A fuller list is given in Ormond.
- 1. The Church Discipline of the Scottish Reformation. Ter-Centenary of the Scottish Reformation as commemorated at Edinburgh, 1860. With Introduction by Dr Begg. Edited by Dr Wylie. Edinburgh, 1860.
- 2. The Spiritual Jurisdiction of the Church. With an Appendix on the Cardross Case. London; Edinburgh; and New York. 1860.
- 3. The First Christian Synod. A Sermon preached at the opening of the Reformed Presbyterian Synod in Edinburgh, May 6, 1861. Published at the request of Synod. T. Nelson A Sons. 1861.
- 4. Introduction to a new edition of "The Ecclesiastical Catechism" by Dr Alex. M'Leod, New York. Paisley : 1861.

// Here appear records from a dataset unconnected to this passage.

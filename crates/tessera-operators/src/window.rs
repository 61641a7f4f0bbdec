//! Window engine: partitioned, ordered, framed evaluation.
//!
//! A window is (partition keys, sort keys, frame). Evaluation sorts the
//! table once by partition keys followed by sort keys, walks each contiguous
//! partition, and computes for every row the inclusive row extent of its
//! frame; the supplied aggregate or ranking function runs over that extent.
//!
//! Frame bounds are one closed variant family: unbounded, a row/value
//! offset, or a value offset scaled by a duration unit. Row-offset frames
//! narrow by position; range frames narrow by the ordering column's value
//! (peer-inclusive), which requires exactly one sort key over a numeric
//! column.

use std::ops::Range;

use serde::{Deserialize, Serialize};

use tessera_core::hash::RowKey;
use tessera_core::{ColumnType, DynError, Error, Result, SortKey, Value};
use tessera_tds::{RowView, Table};

use crate::specs::{typed_column, AggregationSpec};

#[derive(Debug, Clone, Copy, PartialEq, Eq, Serialize, Deserialize)]
pub enum DurationUnit {
    Seconds,
    Minutes,
    Hours,
    Days,
}

impl DurationUnit {
    pub fn as_seconds(self) -> i64 {
        match self {
            DurationUnit::Seconds => 1,
            DurationUnit::Minutes => 60,
            DurationUnit::Hours => 3_600,
            DurationUnit::Days => 86_400,
        }
    }
}

/// One frame bound. Offsets are signed: negative reaches before the current
/// row, positive after.
#[derive(Debug, Clone, Copy, PartialEq, Serialize, Deserialize)]
pub enum Bound {
    Unbounded,
    Offset(i64),
    IntervalOffset(i64, DurationUnit),
}

/// Frame kinds. `Rows` offsets are row counts relative to the current row's
/// position in its partition; `Range` offsets are deltas against the
/// ordering column's value; `RangeInterval` scales those deltas by a
/// duration unit (the ordering column is expected in seconds).
#[derive(Debug, Clone, Copy, PartialEq, Serialize, Deserialize)]
pub enum Frame {
    Rows { from: Bound, to: Bound },
    Range { from: Bound, to: Bound },
    RangeInterval { from: Bound, to: Bound },
}

impl Frame {
    /// Start of partition through the current row.
    pub fn cumulative() -> Self {
        Frame::Rows {
            from: Bound::Unbounded,
            to: Bound::Offset(0),
        }
    }

    /// The whole partition for every row.
    pub fn unbounded_rows() -> Self {
        Frame::Rows {
            from: Bound::Unbounded,
            to: Bound::Unbounded,
        }
    }
}

/// Partition keys, sort keys, and the frame evaluated per row.
#[derive(Debug, Clone, PartialEq, Serialize, Deserialize)]
pub struct Window {
    pub partitions: Vec<String>,
    pub sort_keys: Vec<SortKey>,
    pub frame: Frame,
}

impl Window {
    /// When no frame is supplied the default is cumulative if sort keys
    /// exist, otherwise the whole partition.
    pub fn new(partitions: Vec<String>, sort_keys: Vec<SortKey>, frame: Option<Frame>) -> Self {
        let frame = frame.unwrap_or_else(|| {
            if sort_keys.is_empty() {
                Frame::unbounded_rows()
            } else {
                Frame::cumulative()
            }
        });
        Self {
            partitions,
            sort_keys,
            frame,
        }
    }
}

/// What a ranking-style window function sees for one row: the sorted table,
/// its partition, the inclusive-exclusive frame extent, the absolute row
/// index, and the window's sort keys (for peer detection).
pub struct WindowCtx<'a> {
    pub table: &'a Table,
    pub partition: Range<usize>,
    pub frame: Range<usize>,
    pub row: usize,
    pub sort_keys: &'a [SortKey],
}

pub type WindowFn =
    Box<dyn Fn(&WindowCtx<'_>) -> std::result::Result<Value, DynError> + Send + Sync>;

/// Append one aggregated column: for each row, the spec's map function runs
/// over the rows of its frame extent and the reduce function folds the
/// mapped values. Output rows are in combined partition-and-sort order.
pub fn extend_window_agg(table: &Table, window: &Window, spec: &AggregationSpec) -> Result<Table> {
    let (sorted, parts) = sort_and_partition(table, window)?;
    let (from_delta, to_delta) = frame_deltas(&window.frame)?;

    let mut out = Vec::with_capacity(sorted.row_count());
    for part in &parts {
        let axis = order_axis_for_frame(&sorted, window, part)?;
        for pos in 0..part.len() {
            let rel = frame_extent(&window.frame, from_delta, to_delta, &axis, pos, part.len())?;
            let mut mapped = Vec::with_capacity(rel.len());
            for r in rel {
                mapped.push(spec.eval_map(&RowView::new(&sorted, part.start + r))?);
            }
            out.push(spec.eval_reduce(&mapped)?);
        }
    }

    #[cfg(feature = "tracing")]
    tracing::trace!(
        rows = sorted.row_count(),
        partitions = parts.len(),
        column = %spec.name,
        "evaluated window aggregate"
    );

    let data = typed_column(&spec.name, spec.column_type, out)?;
    sorted.with_column(spec.name.clone(), data)
}

/// Append one column computed by a ranking-style window function, which sees
/// the partition, frame extent, and current row directly.
pub fn extend_window_func<F>(
    table: &Table,
    window: &Window,
    name: &str,
    column_type: ColumnType,
    func: F,
) -> Result<Table>
where
    F: Fn(&WindowCtx<'_>) -> std::result::Result<Value, DynError>,
{
    let (sorted, parts) = sort_and_partition(table, window)?;
    let (from_delta, to_delta) = frame_deltas(&window.frame)?;

    let mut out = Vec::with_capacity(sorted.row_count());
    for part in &parts {
        let axis = order_axis_for_frame(&sorted, window, part)?;
        for pos in 0..part.len() {
            let rel = frame_extent(&window.frame, from_delta, to_delta, &axis, pos, part.len())?;
            let ctx = WindowCtx {
                table: &sorted,
                partition: part.clone(),
                frame: (part.start + rel.start)..(part.start + rel.end),
                row: part.start + pos,
                sort_keys: &window.sort_keys,
            };
            out.push(func(&ctx).map_err(Error::eval)?);
        }
    }

    let data = typed_column(name, column_type, out)?;
    sorted.with_column(name.to_string(), data)
}

/// One combined stable sort (partition keys prepended to sort keys), then
/// contiguous partition ranges by partition-key equality. No partition keys
/// means a single partition spanning the table.
fn sort_and_partition(table: &Table, window: &Window) -> Result<(Table, Vec<Range<usize>>)> {
    let mut keys: Vec<SortKey> = window
        .partitions
        .iter()
        .map(|p| SortKey::asc(p.as_str()))
        .collect();
    keys.extend(window.sort_keys.iter().cloned());
    let (sorted, _) = table.sort_by(&keys)?;

    let n = sorted.row_count();
    if n == 0 {
        return Ok((sorted, Vec::new()));
    }
    if window.partitions.is_empty() {
        return Ok((sorted, vec![0..n]));
    }

    let names: Vec<&str> = window.partitions.iter().map(String::as_str).collect();
    let pcols = sorted.resolve_names(&names)?;
    let part_keys: Vec<RowKey> = (0..n).map(|r| sorted.key_at(&pcols, r)).collect();

    let mut parts = Vec::new();
    let mut start = 0;
    for r in 1..=n {
        if r == n || part_keys[r] != part_keys[start] {
            parts.push(start..r);
            start = r;
        }
    }
    Ok((sorted, parts))
}

/// Value deltas for range frames, resolved once per call. `None` marks an
/// unbounded side. Rows frames carry no deltas; mixing interval offsets into
/// the wrong frame kind is a schema error.
fn frame_deltas(frame: &Frame) -> Result<(Option<f64>, Option<f64>)> {
    match frame {
        Frame::Rows { from, to } => {
            for bound in [from, to] {
                if matches!(bound, Bound::IntervalOffset(..)) {
                    return Err(Error::schema(
                        "interval offset is not valid in a rows frame".to_string(),
                    ));
                }
            }
            Ok((None, None))
        }
        Frame::Range { from, to } => Ok((range_delta(from)?, range_delta(to)?)),
        Frame::RangeInterval { from, to } => Ok((interval_delta(from)?, interval_delta(to)?)),
    }
}

fn range_delta(bound: &Bound) -> Result<Option<f64>> {
    match bound {
        Bound::Unbounded => Ok(None),
        Bound::Offset(o) => Ok(Some(*o as f64)),
        Bound::IntervalOffset(..) => Err(Error::schema(
            "interval offset is not valid in a plain range frame; use a range-interval frame"
                .to_string(),
        )),
    }
}

fn interval_delta(bound: &Bound) -> Result<Option<f64>> {
    match bound {
        Bound::Unbounded => Ok(None),
        Bound::IntervalOffset(v, unit) => Ok(Some((v * unit.as_seconds()) as f64)),
        Bound::Offset(_) => Err(Error::schema(
            "range-interval frame requires interval offsets".to_string(),
        )),
    }
}

/// Ordering-column values for one partition, direction-adjusted so larger
/// always means later, `None` for null cells. Empty for rows frames.
fn order_axis_for_frame(
    sorted: &Table,
    window: &Window,
    part: &Range<usize>,
) -> Result<Vec<Option<f64>>> {
    if matches!(window.frame, Frame::Rows { .. }) {
        return Ok(Vec::new());
    }
    if window.sort_keys.len() != 1 {
        return Err(Error::schema(
            "range frame requires exactly one sort key".to_string(),
        ));
    }
    let key = &window.sort_keys[0];
    let idx = sorted
        .column_index(&key.column)
        .ok_or_else(|| Error::schema(format!("sort column '{}' not found", key.column)))?;
    let col = sorted.column_at(idx);
    if !col.column_type().is_numeric() {
        return Err(Error::schema(format!(
            "range frame requires a numeric sort column, '{}' is {}",
            key.column,
            col.column_type()
        )));
    }
    let sign = match key.direction {
        tessera_core::Direction::Asc => 1.0,
        tessera_core::Direction::Desc => -1.0,
    };
    Ok(part
        .clone()
        .map(|r| col.value(r).as_f64().map(|v| v * sign))
        .collect())
}

/// Partition-relative extent of the frame for the row at `pos`, as an
/// exclusive range; empty when the frame reaches past its partition.
fn frame_extent(
    frame: &Frame,
    from_delta: Option<f64>,
    to_delta: Option<f64>,
    axis: &[Option<f64>],
    pos: usize,
    size: usize,
) -> Result<Range<usize>> {
    match frame {
        Frame::Rows { from, to } => rows_extent(from, to, pos, size),
        Frame::Range { .. } | Frame::RangeInterval { .. } => {
            Ok(range_extent(from_delta, to_delta, axis, pos))
        }
    }
}

fn rows_extent(from: &Bound, to: &Bound, pos: usize, size: usize) -> Result<Range<usize>> {
    let lo: i64 = match from {
        Bound::Unbounded => 0,
        Bound::Offset(o) => (pos as i64 + o).max(0),
        Bound::IntervalOffset(..) => {
            return Err(Error::schema(
                "interval offset is not valid in a rows frame".to_string(),
            ))
        }
    };
    let hi: i64 = match to {
        Bound::Unbounded => size as i64 - 1,
        Bound::Offset(o) => (pos as i64 + o).min(size as i64 - 1),
        Bound::IntervalOffset(..) => {
            return Err(Error::schema(
                "interval offset is not valid in a rows frame".to_string(),
            ))
        }
    };
    if hi < lo {
        return Ok(0..0);
    }
    Ok(lo as usize..(hi + 1) as usize)
}

/// Peer-inclusive extent: the contiguous run of rows whose ordering value
/// lies within `[current + from_delta, current + to_delta]`. Rows with a
/// null ordering value join only unbounded sides; a null current value
/// widens the frame to the whole partition.
fn range_extent(
    from_delta: Option<f64>,
    to_delta: Option<f64>,
    axis: &[Option<f64>],
    pos: usize,
) -> Range<usize> {
    let size = axis.len();
    let cur = match axis[pos] {
        Some(v) => v,
        None => return 0..size,
    };
    let lo = match from_delta {
        None => 0,
        Some(d) => {
            let bound = cur + d;
            match (0..size).find(|&i| axis[i].map_or(false, |v| v >= bound)) {
                Some(i) => i,
                None => return 0..0,
            }
        }
    };
    let hi = match to_delta {
        None => size - 1,
        Some(d) => {
            let bound = cur + d;
            match (0..size).rev().find(|&i| axis[i].map_or(false, |v| v <= bound)) {
                Some(i) => i,
                None => return 0..0,
            }
        }
    };
    if hi < lo {
        0..0
    } else {
        lo..hi + 1
    }
}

- 5. The Psalms : Their History, Teachings, and Use. London: 1870.
- 6. Recent Attempts to Eliminate Supernatural Revelation from the Holy Scriptures. Lectures on Revealed Religion by Professors and Ministers of various Denominations. Delivered under the auspices of the Glasgow Y.M.C.A., 1872–8. With Preface by Dr. Jamieson. Glasgow. N.D.
- 7. Rev. William H. Goold, D.D., Martyrs' Free Church, Edinburgh; Disruption Worthies : A Memorial of 1843. Edinburgh, London.
- 8. Introduction, Notes and Questions to a new edition of Paley's "Horse Paulinae." London : 1879
- 9. The Proposed Reconstruction of the Old Testament History. Aberdeen. 1880.
- 10. The Church. Edinburgh : 1882. Handbooks for Bible Classes
- 11. Zinzendorf. Edinburgh : 1883 Lecture VII. Second Series of The Evangelical Succession Lectures, delivered in Free St George's, Edinburgh.
- 12. The Psalms. . . . A new edition, revised, enlarged, and compared throughout with the Revised Version of the Old Testament. London, 1886.
- 13. Sermons. London and New York, Posthumous.